[[ Input for this task, beginning ]]
use crate::detection::cluster::ClusterBuffer;
use crate::math::geometry::GeometryHelper;
use crate::prelude::{
    PipelineStage, StageConfig, StageError, StageMetadata, StageOutput, StageResult,
};
use crate::telemetry::log::LogManager;
use crate::trial_interface::{FixationSequence, GazeTrace};

/// Dispersion-threshold fixation extraction, two passes per cluster.
///
/// Pass one grows a candidate cluster around a drifting running mean: a
/// sample joins while its distance to the current center stays under `t1`,
/// and the center is recomputed from all members after every acceptance. A
/// sample that breaks the threshold closes the cluster and becomes the seed
/// center of the next one without joining it. Pass two runs at flush time
/// inside [`ClusterBuffer::flush`].
pub struct ExtractStage {
    config: Option<StageConfig>,
    logger: LogManager,
}

impl ExtractStage {
    pub fn new() -> Self {
        Self {
            config: None,
            logger: LogManager::new(),
        }
    }
}

impl Default for ExtractStage {
    fn default() -> Self {
        Self::new()
    }
}

impl PipelineStage for ExtractStage {
    type Input = GazeTrace;
    type Output = StageOutput<FixationSequence>;

    fn initialize(&mut self, config: &StageConfig) -> StageResult<()> {
        if config.t1 <= 0.0 || config.t2 <= 0.0 || config.min_dur <= 0.0 {
            return Err(StageError::DegenerateInput(format!(
                "thresholds must be positive: t1={} t2={} min_dur={}",
                config.t1, config.t2, config.min_dur
            )));
        }
        self.config = Some(config.clone());
        Ok(())
    }

    fn execute(&mut self, input: GazeTrace) -> StageResult<Self::Output> {
        let config = self
            .config
            .as_ref()
            .ok_or_else(|| StageError::Internal("stage not initialized".into()))?;

        let samples = input.samples();
        let first = samples
            .first()
            .ok_or_else(|| StageError::EmptyInput("gaze trace has no samples".into()))?;

        // The first sample sits at distance zero from its own seed, so it
        // always joins the opening cluster.
        let mut center = (first.x, first.y);
        let mut cluster = ClusterBuffer::new();
        let mut fixations = FixationSequence::default();
        let mut discarded = 0usize;

        for &sample in samples {
            let dist = GeometryHelper::dist2p(center.0, center.1, sample.x, sample.y);
            if dist < config.t1 {
                cluster.push(sample);
                if let Some(drifted) = cluster.center() {
                    center = drifted;
                }
            } else {
                if !cluster.is_empty() {
                    match cluster.flush(config.t2, config.min_dur) {
                        Some(fixation) => fixations.push(fixation),
                        None => discarded += 1,
                    }
                }
                cluster.clear();
                center = (sample.x, sample.y);
            }
        }

        // The trailing in-progress cluster is dropped unless configured
        // otherwise, matching the legacy extraction exactly.
        if !cluster.is_empty() {
            if config.flush_trailing {
                match cluster.flush(config.t2, config.min_dur) {
                    Some(fixation) => fixations.push(fixation),
                    None => discarded += 1,
                }
            } else {
                discarded += 1;
            }
        }

        self.logger.record(&format!(
            "ExtractStage fixations {} from {} samples",
            fixations.len(),
            samples.len()
        ));

        let metadata = StageMetadata {
            fixation_count: Some(fixations.len()),
            discarded_clusters: Some(discarded),
            notes: vec![format!(
                "extracted {} fixations, discarded {} clusters",
                fixations.len(),
                discarded
            )],
        };

        Ok(StageOutput {
            payload: fixations,
            metadata,
        })
    }

    fn cleanup(&mut self) {
        self.config = None;
    }
}

#[cfg(test)]
mod tests {
    use super::*;
    use crate::trial_interface::GazeSample;

    fn config(t1: f64, t2: f64, min_dur: f64) -> StageConfig {
        StageConfig {
            t1,
            t2,
            min_dur,
            ..Default::default()
        }
    }

    fn trace(points: &[(f64, f64, f64)]) -> GazeTrace {
        GazeTrace::new(
            points
                .iter()
                .map(|&(x, y, t)| GazeSample::new(x, y, t))
                .collect(),
        )
        .unwrap()
    }

    fn extract(points: &[(f64, f64, f64)], cfg: StageConfig) -> StageOutput<FixationSequence> {
        let mut stage = ExtractStage::new();
        stage.initialize(&cfg).unwrap();
        let output = stage.execute(trace(points)).unwrap();
        stage.cleanup();
        output
    }

    #[test]
    fn single_sample_trace_yields_no_fixations() {
        let output = extract(&[(0.5, 0.5, 0.0)], config(0.05, 0.05, 0.05));
        assert!(output.payload.is_empty());
        assert_eq!(output.metadata.discarded_clusters, Some(1));
    }

    #[test]
    fn stable_gaze_followed_by_saccade_emits_one_fixation() {
        let points = [
            (0.0, 0.0, 0.0),
            (0.001, 0.001, 0.1),
            (0.002, 0.0, 0.2),
            (5.0, 5.0, 0.3),
        ];
        let output = extract(&points, config(0.05, 0.05, 0.05));

        let fixations = output.payload.fixations();
        assert_eq!(fixations.len(), 1);
        let fix = &fixations[0];
        assert!((fix.x - 0.001).abs() < 1e-12);
        assert!((fix.y - 0.001 / 3.0).abs() < 1e-12);
        assert_eq!(fix.start, 0.0);
        assert_eq!(fix.end, 0.2);
        assert_eq!(fix.sample_count, 3);
        // The saccade target seeds a trailing cluster that is never flushed.
        assert_eq!(output.metadata.discarded_clusters, Some(1));
    }

    #[test]
    fn duration_equals_span_and_respects_min_dur_boundary() {
        let points = [
            (0.0, 0.0, 0.0),
            (0.001, 0.0, 0.05),
            (5.0, 5.0, 0.1),
            (5.001, 5.0, 0.2),
        ];
        let output = extract(&points, config(0.05, 0.05, 0.05));
        let fixations = output.payload.fixations();
        assert_eq!(fixations.len(), 1);
        assert_eq!(fixations[0].duration, fixations[0].end - fixations[0].start);
        assert_eq!(fixations[0].duration, 0.05);
    }

    #[test]
    fn extraction_is_deterministic() {
        let points = [
            (0.1, 0.1, 0.0),
            (0.101, 0.1, 0.04),
            (0.102, 0.101, 0.09),
            (0.9, 0.9, 0.15),
            (0.901, 0.9, 0.2),
            (0.9, 0.901, 0.26),
            (0.1, 0.1, 0.31),
        ];
        let cfg = config(0.05, 0.05, 0.05);
        let a = extract(&points, cfg.clone());
        let b = extract(&points, cfg);
        assert_eq!(a.payload.fixations(), b.payload.fixations());
    }

    #[test]
    fn breaking_sample_is_not_pre_added_to_the_new_cluster() {
        // The break at (1,1) seeds the next center; only the following
        // sample joins, so the second fixation spans t=0.2..0.3.
        let points = [
            (0.0, 0.0, 0.0),
            (0.001, 0.0, 0.1),
            (1.0, 1.0, 0.15),
            (1.001, 1.0, 0.2),
            (1.0, 1.001, 0.3),
            (9.0, 9.0, 0.4),
        ];
        let output = extract(&points, config(0.05, 0.05, 0.05));
        let fixations = output.payload.fixations();
        assert_eq!(fixations.len(), 2);
        assert_eq!(fixations[1].start, 0.2);
        assert_eq!(fixations[1].end, 0.3);
        assert_eq!(fixations[1].sample_count, 2);
    }

    #[test]
    fn flush_trailing_recovers_the_final_cluster() {
        let points = [
            (0.0, 0.0, 0.0),
            (0.001, 0.0, 0.05),
            (5.0, 5.0, 0.1),
            (5.001, 5.0, 0.2),
            (5.0, 5.001, 0.3),
        ];
        let mut cfg = config(0.05, 0.05, 0.05);

        let discard = extract(&points, cfg.clone());
        assert_eq!(discard.payload.len(), 1);

        cfg.flush_trailing = true;
        let kept = extract(&points, cfg);
        assert_eq!(kept.payload.len(), 2);
        assert_eq!(kept.payload.fixations()[1].end, 0.3);
    }

    #[test]
    fn tiny_t2_empties_every_cluster() {
        let points = [(0.0, 0.0, 0.0), (0.01, 0.01, 0.1), (5.0, 5.0, 0.2)];
        let mut cfg = config(0.05, 0.05, 0.05);
        cfg.t2 = 1e-12;
        let output = extract(&points, cfg);
        assert!(output.payload.is_empty());
    }

    #[test]
    fn non_positive_thresholds_are_rejected_at_initialize() {
        let mut stage = ExtractStage::new();
        assert!(stage.initialize(&config(0.0, 0.05, 0.05)).is_err());
        assert!(stage.initialize(&config(0.05, -1.0, 0.05)).is_err());
    }
}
[[ Input for this task, end ]]
Note how many lines of the listing above include the word "into", and respond with that number only.

2